Go through the listing and retype each line exactly.

The data
——
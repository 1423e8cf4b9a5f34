// crates/sensor-fleet-core/src/interfaces/mod.rs
// ============================================================================
// Module: Sensor Fleet Interfaces
// Description: Backend-agnostic telemetry persistence and query contracts.
// Purpose: Define the storage surfaces used by the ingestion runtime.
// Dependencies: crate::core, thiserror
// ============================================================================

//! ## Overview
//! Interfaces decouple the ingestion pipeline from the storage backend. The
//! write side accepts one submission with its calibrated samples as an atomic
//! unit; the read side serves the rendering collaborator and diagnostics.

// ============================================================================
// SECTION: Imports
// ============================================================================

use std::sync::Arc;

use serde::Deserialize;
use serde::Serialize;
use thiserror::Error;

use crate::core::CalibratedSample;
use crate::core::Location;
use crate::core::MinuteBucket;
use crate::core::Submission;

// ============================================================================
// SECTION: Errors
// ============================================================================

/// Telemetry store errors.
#[derive(Debug, Clone, PartialEq, Eq, Error)]
pub enum StoreError {
    /// Store I/O error.
    #[error("telemetry store io error: {0}")]
    Io(String),
    /// Store rejected invalid data.
    #[error("telemetry store invalid data: {0}")]
    Invalid(String),
    /// Store write queue is saturated.
    #[error("telemetry store overloaded: {message}")]
    Overloaded {
        /// Overload detail.
        message: String,
        /// Suggested retry delay in milliseconds.
        retry_after_ms: Option<u64>,
    },
    /// Store reported an error.
    #[error("telemetry store error: {0}")]
    Store(String),
}

// ============================================================================
// SECTION: Store Contracts
// ============================================================================

/// Row totals for diagnostics.
#[derive(Debug, Clone, Copy, PartialEq, Eq, Default, Serialize, Deserialize)]
pub struct StoreCounts {
    /// Persisted submissions.
    pub submissions: u64,
    /// Persisted samples.
    pub samples: u64,
}

/// Append-only telemetry persistence.
pub trait TelemetryStore {
    /// Appends one submission and its samples as a single atomic unit.
    ///
    /// # Errors
    ///
    /// Returns [`StoreError`] when the write fails; no rows are persisted.
    fn insert(&self, submission: &Submission, samples: &[CalibratedSample]) -> Result<(), StoreError>;
}

/// Read access to persisted telemetry.
pub trait TelemetryQuery {
    /// Returns distinct locations with at least one sample received within
    /// `[start_epoch, end_epoch]`, sorted by name.
    ///
    /// # Errors
    ///
    /// Returns [`StoreError`] when the query fails.
    fn query_locations(&self, start_epoch: i64, end_epoch: i64) -> Result<Vec<Location>, StoreError>;

    /// Returns every distinct (location, minute) pair with a positive sample epoch.
    ///
    /// # Errors
    ///
    /// Returns [`StoreError`] when the query fails.
    fn minute_buckets(&self) -> Result<Vec<MinuteBucket>, StoreError>;

    /// Returns persisted row totals.
    ///
    /// # Errors
    ///
    /// Returns [`StoreError`] when the query fails.
    fn counts(&self) -> Result<StoreCounts, StoreError>;
}

// ============================================================================
// SECTION: Shared Wrappers
// ============================================================================

/// Shared telemetry store backed by an `Arc` trait object.
#[derive(Clone)]
pub struct SharedTelemetryStore {
    /// Inner store implementation.
    inner: Arc<dyn TelemetryStore + Send + Sync>,
}

impl SharedTelemetryStore {
    /// Wraps a telemetry store in a shared, clonable wrapper.
    #[must_use]
    pub fn from_store(store: impl TelemetryStore + Send + Sync + 'static) -> Self {
        Self {
            inner: Arc::new(store),
        }
    }

    /// Wraps an existing shared store.
    #[must_use]
    pub const fn new(store: Arc<dyn TelemetryStore + Send + Sync>) -> Self {
        Self {
            inner: store,
        }
    }
}

impl TelemetryStore for SharedTelemetryStore {
    fn insert(&self, submission: &Submission, samples: &[CalibratedSample]) -> Result<(), StoreError> {
        self.inner.insert(submission, samples)
    }
}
——
Response for this exercise
repository 1423e8cf4b9a5f34
// crates/sensor-fleet-core/src/interfaces/mod.rs
// ============================================================================
// Module: Sensor Fleet Interfaces
// Description: Backend-agnostic telemetry persistence and query contracts.
// Purpose: Define the storage surfaces used by the ingestion runtime.
// Dependencies: crate::core, thiserror
// ============================================================================

//! ## Overview
//! Interfaces decouple the ingestion pipeline from the storage backend. The
//! write side accepts one submission with its calibrated samples as an atomic
//! unit; the read side serves the rendering collaborator and diagnostics.

// ============================================================================
// SECTION: Imports
// ============================================================================

use std::sync::Arc;

use serde::Deserialize;
use serde::Serialize;
use thiserror::Error;

use crate::core::CalibratedSample;
use crate::core::Location;
use crate::core::MinuteBucket;
use crate::core::Submission;

// ============================================================================
// SECTION: Errors
// ============================================================================

/// Telemetry store errors.
#[derive(Debug, Clone, PartialEq, Eq, Error)]
pub enum StoreError {
    /// Store I/O error.
    #[error("telemetry store io error: {0}")]
    Io(String),
    /// Store rejected invalid data.
    #[error("telemetry store invalid data: {0}")]
    Invalid(String),
    /// Store write queue is saturated.
    #[error("telemetry store overloaded: {message}")]
    Overloaded {
        /// Overload detail.
        message: String,
        /// Suggested retry delay in milliseconds.
        retry_after_ms: Option<u64>,
    },
    /// Store reported an error.
    #[error("telemetry store error: {0}")]
    Store(String),
}

// ============================================================================
// SECTION: Store Contracts
// ============================================================================

/// Row totals for diagnostics.
#[derive(Debug, Clone, Copy, PartialEq, Eq, Default, Serialize, Deserialize)]
pub struct StoreCounts {
    /// Persisted submissions.
    pub submissions: u64,
    /// Persisted samples.
    pub samples: u64,
}

/// Append-only telemetry persistence.
pub trait TelemetryStore {
    /// Appends one submission and its samples as a single atomic unit.
    ///
    /// # Errors
    ///
    /// Returns [`StoreError`] when the write fails; no rows are persisted.
    fn insert(&self, submission: &Submission, samples: &[CalibratedSample]) -> Result<(), StoreError>;
}

/// Read access to persisted telemetry.
pub trait TelemetryQuery {
    /// Returns distinct locations with at least one sample received within
    /// `[start_epoch, end_epoch]`, sorted by name.
    ///
    /// # Errors
    ///
    /// Returns [`StoreError`] when the query fails.
    fn query_locations(&self, start_epoch: i64, end_epoch: i64) -> Result<Vec<Location>, StoreError>;

    /// Returns every distinct (location, minute) pair with a positive sample epoch.
    ///
    /// # Errors
    ///
    /// Returns [`StoreError`] when the query fails.
    fn minute_buckets(&self) -> Result<Vec<MinuteBucket>, StoreError>;

    /// Returns persisted row totals.
    ///
    /// # Errors
    ///
    /// Returns [`StoreError`] when the query fails.
    fn counts(&self) -> Result<StoreCounts, StoreError>;
}

// ============================================================================
// SECTION: Shared Wrappers
// ============================================================================

/// Shared telemetry store backed by an `Arc` trait object.
#[derive(Clone)]
pub struct SharedTelemetryStore {
    /// Inner store implementation.
    inner: Arc<dyn TelemetryStore + Send + Sync>,
}

impl SharedTelemetryStore {
    /// Wraps a telemetry store in a shared, clonable wrapper.
    #[must_use]
    pub fn from_store(store: impl TelemetryStore + Send + Sync + 'static) -> Self {
        Self {
            inner: Arc::new(store),
        }
    }

    /// Wraps an existing shared store.
    #[must_use]
    pub const fn new(store: Arc<dyn TelemetryStore + Send + Sync>) -> Self {
        Self {
            inner: store,
        }
    }
}

impl TelemetryStore for SharedTelemetryStore {
    fn insert(&self, submission: &Submission, samples: &[CalibratedSample]) -> Result<(), StoreError> {
        self.inner.insert(submission, samples)
    }
}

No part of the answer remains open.